---- DATA UNDER STUDY

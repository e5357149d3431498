/*!
 * Repo Flattener - Convert a repository into flat, path-prefixed files
 *
 * Every kept text file of a repository is copied into one output directory
 * under a name derived from its original path, with a `// FILE: <path>`
 * header, next to a manifest describing the original tree. The result can be
 * bulk-uploaded to systems that know nothing about directories.
 */

pub mod config;
pub mod error;
pub mod flattener;
pub mod manifest;
pub mod pipeline;
pub mod report;
pub mod scanner;
pub mod selection;
pub mod stats;
pub mod types;


// Re-export main components for easier access
pub use config::{Args, Config};
pub use error::{FlattenError, Result};
pub use flattener::{output_file_name, sanitize_filename, Flattener};
pub use manifest::{build_manifest, TreeNode, MANIFEST_FILE_NAME};
pub use pipeline::{collect_paths, process_repository};
pub use scanner::{ExclusionRules, Scanner, DEFAULT_IGNORE_DIRS, DEFAULT_IGNORE_EXTS};
pub use selection::{select, SelectionOutcome};
pub use types::{FileFailure, FlattenReport, RelativePath};
//! Global error handling for repo-flattener
//!
//! Fatal errors (bad repository, unusable output directory, invalid
//! configuration) abort a run before any file is written. Per-file errors are
//! represented by [`FlattenError::FileProcessing`] but never escape the single
//! file they belong to; the flattener records them and moves on.

use std::fmt;
use std::io;
use std::path::PathBuf;

use thiserror::Error;

/// Why a repository root was rejected
#[derive(Debug, Clone, Copy, PartialEq, Eq)]
pub enum RepositoryProblem {
    /// The path does not exist
    Missing,
    /// The path exists but is not a directory
    NotADirectory,
    /// The directory cannot be listed
    Unreadable,
}

impl fmt::Display for RepositoryProblem {
    fn fmt(&self, f: &mut fmt::Formatter<'_>) -> fmt::Result {
        match self {
            Self::Missing => write!(f, "path does not exist"),
            Self::NotADirectory => write!(f, "path is not a directory"),
            Self::Unreadable => write!(f, "directory is not readable"),
        }
    }
}

/// Global error type for repo-flattener operations
#[derive(Error, Debug)]
pub enum FlattenError {
    /// Repository root missing, not a directory, or unreadable
    #[error("Invalid repository {}: {problem}", path.display())]
    InvalidRepository {
        path: PathBuf,
        problem: RepositoryProblem,
    },

    /// Output directory cannot be created
    #[error("Output directory unavailable {}: {source}", path.display())]
    OutputDirectoryUnavailable {
        path: PathBuf,
        #[source]
        source: io::Error,
    },

    /// A single file could not be read or written
    #[error("Failed to process {path}: {source}")]
    FileProcessing {
        path: String,
        #[source]
        source: io::Error,
    },

    /// Configuration errors
    #[error("Configuration error: {0}")]
    Config(String),

    /// Paths that would escape the repository root
    #[error("Security error: {0}")]
    Security(String),

    /// Too many files collected
    #[error("Resource limit exceeded: {0}")]
    ResourceLimit(String),

    /// File system errors
    #[error("IO error: {0}")]
    Io(#[from] io::Error),

    /// YAML config parsing errors
    #[error("YAML error: {0}")]
    Yaml(#[from] serde_yaml::Error),
}

impl FlattenError {
    /// A short hint for the user on how to fix the problem
    pub fn tip(&self) -> &'static str {
        match self {
            Self::InvalidRepository { problem, .. } => match problem {
                RepositoryProblem::Missing => "Make sure the path exists and is spelled correctly",
                RepositoryProblem::NotADirectory => {
                    "The path should point to a directory, not a file"
                }
                RepositoryProblem::Unreadable => {
                    "Make sure you have read permissions for this directory"
                }
            },
            Self::OutputDirectoryUnavailable { .. } => {
                "Ensure you have write permissions for the parent directory"
            }
            Self::FileProcessing { .. } => "Check file permissions and encoding",
            Self::Config(_) | Self::Yaml(_) => "Check your .repo-flattener.yml file syntax",
            Self::Security(_) => "File paths must stay inside the repository root",
            Self::ResourceLimit(_) => {
                "Use --max-files to increase the limit or filter files with --ignore-dirs"
            }
            Self::Io(_) => "Verify the paths involved and your access permissions",
        }
    }
}

/// Specialized Result type for repo-flattener operations
pub type Result<T> = std::result::Result<T, FlattenError>;

/// Creates a FlattenError with a formatted message
#[macro_export]
macro_rules! error {
    ($error_type:ident, $($arg:tt)*) => {
        $crate::error::FlattenError::$error_type(format!($($arg)*))
    };
}

/// Returns an error result with a formatted message
#[macro_export]
macro_rules! bail {
    ($error_type:ident, $($arg:tt)*) => {
        return Err($crate::error!($error_type, $($arg)*))
    };
}

/// Ensures a condition is true, otherwise returns an error
#[macro_export]
macro_rules! ensure {
    ($cond:expr, $error_type:ident, $($arg:tt)*) => {
        if !($cond) {
            $crate::bail!($error_type, $($arg)*)
        }
    };
}
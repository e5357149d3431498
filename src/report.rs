/*!
 * Reporting functionality for repo-flattener
 *
 * Renders run summaries and dry-run previews as console tables using the
 * tabled library.
 */

use std::path::{Path, PathBuf};
use std::time::Duration;

use tabled::{
    settings::{object::Columns, Alignment, Modify, Padding, Style},
    Table, Tabled,
};

use crate::stats::{estimate_tokens, format_file_size, format_number, FileStatistics, NO_EXTENSION};
use crate::types::FlattenReport;

/// Extensions shown individually in the breakdown before grouping into "Other"
const TOP_EXTENSIONS: usize = 10;

#[derive(Tabled)]
struct SummaryRow {
    #[tabled(rename = "Metric")]
    key: String,

    #[tabled(rename = "Value")]
    value: String,
}

impl SummaryRow {
    fn new(key: &str, value: impl Into<String>) -> Self {
        Self {
            key: key.to_string(),
            value: value.into(),
        }
    }
}

/// Everything shown after a completed run
#[derive(Debug, Clone)]
pub struct RunSummary {
    /// Output directory
    pub output_dir: PathBuf,
    /// Result of the flatten step
    pub report: FlattenReport,
    /// Wall time of the run
    pub duration: Duration,
}

/// Format of the report output
pub enum ReportFormat {
    /// Console table output
    ConsoleTable,
}

/// Report generator
pub struct Reporter {
    format: ReportFormat,
}

impl Reporter {
    /// Create a new reporter
    pub fn new(format: ReportFormat) -> Self {
        Self { format }
    }

    /// Summary of a finished run
    pub fn run_report(&self, summary: &RunSummary) -> String {
        match self.format {
            ReportFormat::ConsoleTable => self.console_run_report(summary),
        }
    }

    /// Preview of what a run would process
    pub fn dry_run_report(&self, output_dir: &Path, stats: &FileStatistics) -> String {
        match self.format {
            ReportFormat::ConsoleTable => self.console_dry_run_report(output_dir, stats),
        }
    }

    fn style(table: &mut Table) -> String {
        table
            .with(Style::rounded())
            .with(Padding::new(1, 1, 0, 0))
            .with(Modify::new(Columns::new(..)).with(Alignment::left()));
        table.to_string()
    }

    fn console_run_report(&self, summary: &RunSummary) -> String {
        let report = &summary.report;
        let mut rows = vec![
            SummaryRow::new("📁 Output Directory", summary.output_dir.display().to_string()),
            SummaryRow::new("📄 Manifest", report.manifest_path.display().to_string()),
            SummaryRow::new("✅ Files Processed", format_number(report.success_count as u64)),
        ];
        if report.failure_count > 0 {
            rows.push(SummaryRow::new(
                "⚠️ Files Skipped",
                format_number(report.failure_count as u64),
            ));
        }
        rows.push(SummaryRow::new("📊 Total Size", format_file_size(report.bytes_processed)));
        rows.push(SummaryRow::new(
            "📦 LLM Tokens",
            format!(
                "~{} tokens (estimated)",
                format_number(estimate_tokens(report.bytes_processed))
            ),
        ));
        rows.push(SummaryRow::new(
            "⏱️ Process Time",
            format!("{:.4?}", summary.duration),
        ));

        let mut out = format!(
            "✅  FLATTENING COMPLETE\n{}",
            Self::style(&mut Table::new(rows))
        );

        if !report.failures.is_empty() {
            #[derive(Tabled)]
            struct FailureRow {
                #[tabled(rename = "File Path")]
                path: String,

                #[tabled(rename = "Error")]
                reason: String,
            }

            let rows = report.failures.iter().map(|f| FailureRow {
                path: f.path.to_string(),
                reason: f.reason.clone(),
            });
            out.push_str(&format!(
                "\n\n⚠️  SKIPPED FILES\n{}",
                Self::style(&mut Table::new(rows))
            ));
        }

        out
    }

    fn console_dry_run_report(&self, output_dir: &Path, stats: &FileStatistics) -> String {
        let rows = vec![
            SummaryRow::new("📂 Repository Files", format_number(stats.total_files as u64)),
            SummaryRow::new("📁 Output Directory", output_dir.display().to_string()),
            SummaryRow::new("📊 Total Size", format_file_size(stats.total_size)),
            SummaryRow::new(
                "📦 LLM Tokens",
                format!("~{} tokens (estimated)", format_number(estimate_tokens(stats.total_size))),
            ),
        ];

        format!(
            "🔍  DRY RUN - No files will be modified\n{}\n\n📋  FILE TYPE BREAKDOWN\n{}\n\nTo proceed with processing, run without --dry-run",
            Self::style(&mut Table::new(rows)),
            self.extension_table(stats)
        )
    }

    fn extension_table(&self, stats: &FileStatistics) -> String {
        #[derive(Tabled)]
        struct ExtensionRow {
            #[tabled(rename = "Type")]
            ext: String,

            #[tabled(rename = "Files")]
            count: String,

            #[tabled(rename = "Share")]
            share: String,

            #[tabled(rename = "Size")]
            size: String,
        }

        let share = |count: usize| {
            if stats.total_files == 0 {
                0.0
            } else {
                count as f64 / stats.total_files as f64 * 100.0
            }
        };

        let exts = stats.extensions_by_count();
        let mut rows: Vec<ExtensionRow> = exts
            .iter()
            .take(TOP_EXTENSIONS)
            .map(|(ext, ext_stats)| ExtensionRow {
                ext: if *ext == NO_EXTENSION {
                    "No extension".to_string()
                } else {
                    ext.to_string()
                },
                count: ext_stats.count.to_string(),
                share: format!("{:.1}%", share(ext_stats.count)),
                size: format_file_size(ext_stats.size),
            })
            .collect();

        if exts.len() > TOP_EXTENSIONS {
            let (count, size) = exts[TOP_EXTENSIONS..]
                .iter()
                .fold((0, 0), |(c, s), (_, e)| (c + e.count, s + e.size));
            rows.push(ExtensionRow {
                ext: "Other".to_string(),
                count: count.to_string(),
                share: format!("{:.1}%", share(count)),
                size: format_file_size(size),
            });
        }

        Self::style(&mut Table::new(rows))
    }
}
/*!
 * Interactive file selection
 *
 * The menu is modelled as a state machine driven by text commands, so the
 * terminal front end only has to feed it lines and print what comes back.
 */

use std::fmt::Write as _;
use std::str::FromStr;

use crate::types::RelativePath;

/// Files shown per page
pub const PAGE_SIZE: usize = 20;

/// Help text listing the available commands
pub const HELP: &str = "\
Commands:
  [a]ll       - Select all files
  [n]one      - Deselect all files
  [t]oggle N  - Toggle selection for file #N
  [r]ange N-M - Toggle selection for files #N through #M
  [p]age N    - Show page N
  [s]how      - Show current selection
  [d]one      - Finish selection and proceed
  [q]uit      - Cancel and exit";

/// A parsed menu command. Indices and pages are 1-based as typed.
#[derive(Debug, Clone, Copy, PartialEq, Eq)]
pub enum Command {
    All,
    None,
    Toggle(usize),
    Range(usize, usize),
    Page(usize),
    Show,
    Done,
    Quit,
}

impl FromStr for Command {
    /// Usage message for malformed input
    type Err = String;

    fn from_str(input: &str) -> Result<Self, Self::Err> {
        let lowered = input.trim().to_lowercase();
        let mut parts = lowered.split_whitespace();
        let verb = parts.next().unwrap_or("");
        let args: Vec<&str> = parts.collect();

        let number = |usage: &str| -> Result<usize, String> {
            match args.as_slice() {
                [n] => n.parse().map_err(|_| format!("Invalid number. Usage: {usage}")),
                _ => Err(format!("Usage: {usage}")),
            }
        };

        match verb {
            "a" | "all" => Ok(Self::All),
            "n" | "none" => Ok(Self::None),
            "s" | "show" => Ok(Self::Show),
            "d" | "done" => Ok(Self::Done),
            "q" | "quit" => Ok(Self::Quit),
            "t" | "toggle" => number("toggle <number>").map(Self::Toggle),
            "p" | "page" => number("page <number>").map(Self::Page),
            "r" | "range" => {
                let usage = "range <start>-<end> (e.g., range 1-10)";
                let [range] = args.as_slice() else {
                    return Err(format!("Usage: {usage}"));
                };
                let Some((start, end)) = range.split_once('-') else {
                    return Err(format!("Usage: {usage}"));
                };
                match (start.parse(), end.parse()) {
                    (Ok(start), Ok(end)) => Ok(Self::Range(start, end)),
                    _ => Err(format!("Invalid range. Usage: {usage}")),
                }
            }
            _ => Err(
                "Unknown command. Available commands: all, none, toggle N, range N-M, page N, show, done, quit"
                    .to_string(),
            ),
        }
    }
}

/// Result of applying one command
#[derive(Debug, Clone, PartialEq, Eq)]
pub enum Step {
    /// Keep reading commands; the text is shown to the user
    Continue(String),
    /// Selection confirmed
    Finished(Vec<RelativePath>),
    /// User quit
    Cancelled,
}

/// Final outcome of a selection session
#[derive(Debug, Clone, PartialEq, Eq)]
pub enum SelectionOutcome {
    Selected(Vec<RelativePath>),
    Cancelled,
}

/// Selection state over a fixed list of files. Everything starts selected.
#[derive(Debug, Clone)]
pub struct Selection<'a> {
    files: &'a [RelativePath],
    selected: Vec<bool>,
    page_start: usize,
}

impl<'a> Selection<'a> {
    pub fn new(files: &'a [RelativePath]) -> Self {
        Self {
            files,
            selected: vec![true; files.len()],
            page_start: 0,
        }
    }

    pub fn selected_count(&self) -> usize {
        self.selected.iter().filter(|s| **s).count()
    }

    /// Currently selected files in list order
    pub fn selected_files(&self) -> Vec<RelativePath> {
        self.files
            .iter()
            .zip(&self.selected)
            .filter(|(_, selected)| **selected)
            .map(|(file, _)| file.clone())
            .collect()
    }

    /// Parse and apply a raw input line
    pub fn apply_line(&mut self, line: &str) -> Step {
        if line.trim().is_empty() {
            return Step::Continue(String::new());
        }
        match line.parse::<Command>() {
            Ok(command) => self.apply(command),
            Err(usage) => Step::Continue(usage),
        }
    }

    pub fn apply(&mut self, command: Command) -> Step {
        let total = self.files.len();
        match command {
            Command::Done => {
                let files = self.selected_files();
                if files.is_empty() {
                    Step::Continue("No files selected. Please select at least one file.".to_string())
                } else {
                    Step::Finished(files)
                }
            }
            Command::Quit => Step::Cancelled,
            Command::All => {
                self.selected.fill(true);
                Step::Continue(format!("All {total} files selected.\n{}", self.render_page()))
            }
            Command::None => {
                self.selected.fill(false);
                Step::Continue(format!("All files deselected.\n{}", self.render_page()))
            }
            Command::Show => Step::Continue(self.render_page()),
            Command::Toggle(n) => {
                if n == 0 || n > total {
                    return Step::Continue(format!("Invalid index. Please use 1-{total}"));
                }
                let index = n - 1;
                self.selected[index] = !self.selected[index];
                let status = if self.selected[index] { "selected" } else { "deselected" };
                let mut message = format!("File #{n} {status}: {}", self.files[index]);
                if (self.page_start..self.page_start + PAGE_SIZE).contains(&index) {
                    message.push('\n');
                    message.push_str(&self.render_page());
                }
                Step::Continue(message)
            }
            Command::Range(start, end) => {
                if start == 0 || start > end || end > total {
                    return Step::Continue(format!("Invalid range. Please use 1-{total}"));
                }
                for flag in &mut self.selected[start - 1..end] {
                    *flag = !*flag;
                }
                Step::Continue(format!("Toggled files #{start}-{end}\n{}", self.render_page()))
            }
            Command::Page(page) => {
                let start = page.saturating_sub(1) * PAGE_SIZE;
                if page == 0 || start >= total {
                    let max_page = total.saturating_sub(1) / PAGE_SIZE + 1;
                    return Step::Continue(format!("Invalid page. Please use 1-{max_page}"));
                }
                self.page_start = start;
                Step::Continue(self.render_page())
            }
        }
    }

    /// Render the current page with selection markers
    pub fn render_page(&self) -> String {
        let total = self.files.len();
        let end = (self.page_start + PAGE_SIZE).min(total);
        let mut out = String::new();

        let _ = writeln!(out, "Files {}-{} of {}:", self.page_start + 1, end, total);
        let _ = writeln!(out, "{}", "-".repeat(50));
        for i in self.page_start..end {
            let mark = if self.selected[i] { "[X]" } else { "[ ]" };
            let _ = writeln!(out, "{} {:4}. {}", mark, i + 1, self.files[i]);
        }
        if end < total {
            let _ = writeln!(out, "\n... and {} more files", total - end);
        }
        let _ = write!(out, "\nSelected: {}/{} files", self.selected_count(), total);
        out
    }
}

/// Run a full selection session over a sequence of input lines
///
/// An empty file list selects nothing without reading input. Running out of
/// input before `done` or `quit` counts as cancellation.
pub fn select<I, S>(files: &[RelativePath], commands: I) -> SelectionOutcome
where
    I: IntoIterator<Item = S>,
    S: AsRef<str>,
{
    if files.is_empty() {
        return SelectionOutcome::Selected(Vec::new());
    }

    let mut selection = Selection::new(files);
    for line in commands {
        match selection.apply_line(line.as_ref()) {
            Step::Continue(_) => {}
            Step::Finished(files) => return SelectionOutcome::Selected(files),
            Step::Cancelled => return SelectionOutcome::Cancelled,
        }
    }
    SelectionOutcome::Cancelled
}

#[cfg(test)]
mod tests {
    use super::*;

    fn files(n: usize) -> Vec<RelativePath> {
        (1..=n)
            .map(|i| RelativePath::parse(&format!("src/file{i:02}.rs")).unwrap())
            .collect()
    }

    fn names(paths: &[RelativePath]) -> Vec<&str> {
        paths.iter().map(RelativePath::as_str).collect()
    }

    #[test]
    fn test_parse_commands() {
        assert_eq!("a".parse(), Ok(Command::All));
        assert_eq!("  NONE ".parse(), Ok(Command::None));
        assert_eq!("t 3".parse(), Ok(Command::Toggle(3)));
        assert_eq!("toggle 12".parse(), Ok(Command::Toggle(12)));
        assert_eq!("r 2-5".parse(), Ok(Command::Range(2, 5)));
        assert_eq!("page 2".parse(), Ok(Command::Page(2)));
        assert_eq!("d".parse(), Ok(Command::Done));
        assert_eq!("quit".parse(), Ok(Command::Quit));

        assert!("toggle".parse::<Command>().unwrap_err().starts_with("Usage"));
        assert!("toggle x".parse::<Command>().unwrap_err().starts_with("Invalid number"));
        assert!("range 5".parse::<Command>().unwrap_err().starts_with("Usage"));
        assert!("range a-b".parse::<Command>().unwrap_err().starts_with("Invalid range"));
        assert!("frobnicate".parse::<Command>().unwrap_err().starts_with("Unknown command"));
    }

    #[test]
    fn test_all_selected_by_default() {
        let files = files(3);
        assert_eq!(select(&files, ["done"]), SelectionOutcome::Selected(files.clone()));
    }

    #[test]
    fn test_toggle_and_range() {
        let files = files(6);
        let outcome = select(&files, ["t 1", "r 3-5", "r 4-4", "done"]);
        let SelectionOutcome::Selected(selected) = outcome else {
            panic!("expected a selection");
        };
        assert_eq!(
            names(&selected),
            ["src/file02.rs", "src/file04.rs", "src/file06.rs"]
        );
    }

    #[test]
    fn test_done_requires_a_selection() {
        let files = files(2);
        let mut selection = Selection::new(&files);
        selection.apply(Command::None);
        assert!(matches!(selection.apply(Command::Done), Step::Continue(m) if m.starts_with("No files selected")));

        let outcome = select(&files, ["none", "done", "t 2", "done"]);
        assert_eq!(outcome, SelectionOutcome::Selected(vec![files[1].clone()]));
    }

    #[test]
    fn test_invalid_indices_do_not_change_state() {
        let files = files(3);
        let mut selection = Selection::new(&files);
        for command in [Command::Toggle(0), Command::Toggle(4), Command::Range(3, 2), Command::Range(1, 9)] {
            assert!(matches!(selection.apply(command), Step::Continue(m) if m.starts_with("Invalid")));
        }
        assert_eq!(selection.selected_count(), 3);
    }

    #[test]
    fn test_quit_and_eof_cancel() {
        let files = files(2);
        assert_eq!(select(&files, ["t 1", "q"]), SelectionOutcome::Cancelled);
        assert_eq!(select(&files, ["t 1"]), SelectionOutcome::Cancelled);
        assert_eq!(select(&files, Vec::<String>::new()), SelectionOutcome::Cancelled);
    }

    #[test]
    fn test_empty_list_selects_nothing() {
        assert_eq!(select(&[], ["q"]), SelectionOutcome::Selected(Vec::new()));
    }

    #[test]
    fn test_paging() {
        let files = files(45);
        let mut selection = Selection::new(&files);

        let first = selection.render_page();
        assert!(first.starts_with("Files 1-20 of 45:"));
        assert!(first.contains("... and 25 more files"));

        let Step::Continue(third) = selection.apply(Command::Page(3)) else {
            panic!("expected continue");
        };
        assert!(third.starts_with("Files 41-45 of 45:"));
        assert!(third.contains("[X]   45. src/file45.rs"));
        assert!(!third.contains("more files"));

        let Step::Continue(invalid) = selection.apply(Command::Page(4)) else {
            panic!("expected continue");
        };
        assert_eq!(invalid, "Invalid page. Please use 1-3");
    }

    #[test]
    fn test_render_marks_deselected() {
        let files = files(2);
        let mut selection = Selection::new(&files);
        let Step::Continue(message) = selection.apply(Command::Toggle(2)) else {
            panic!("expected continue");
        };
        assert!(message.starts_with("File #2 deselected: src/file02.rs"));
        assert!(message.contains("[ ]    2. src/file02.rs"));
        assert!(message.ends_with("Selected: 1/2 files"));
    }
}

--------

__YOUR TASK__
The required output is every line above that contains the string "written".

__ANSWER__
//! configuration) abort a run before any file is written. Per-file errors are
    /// A single file could not be read or written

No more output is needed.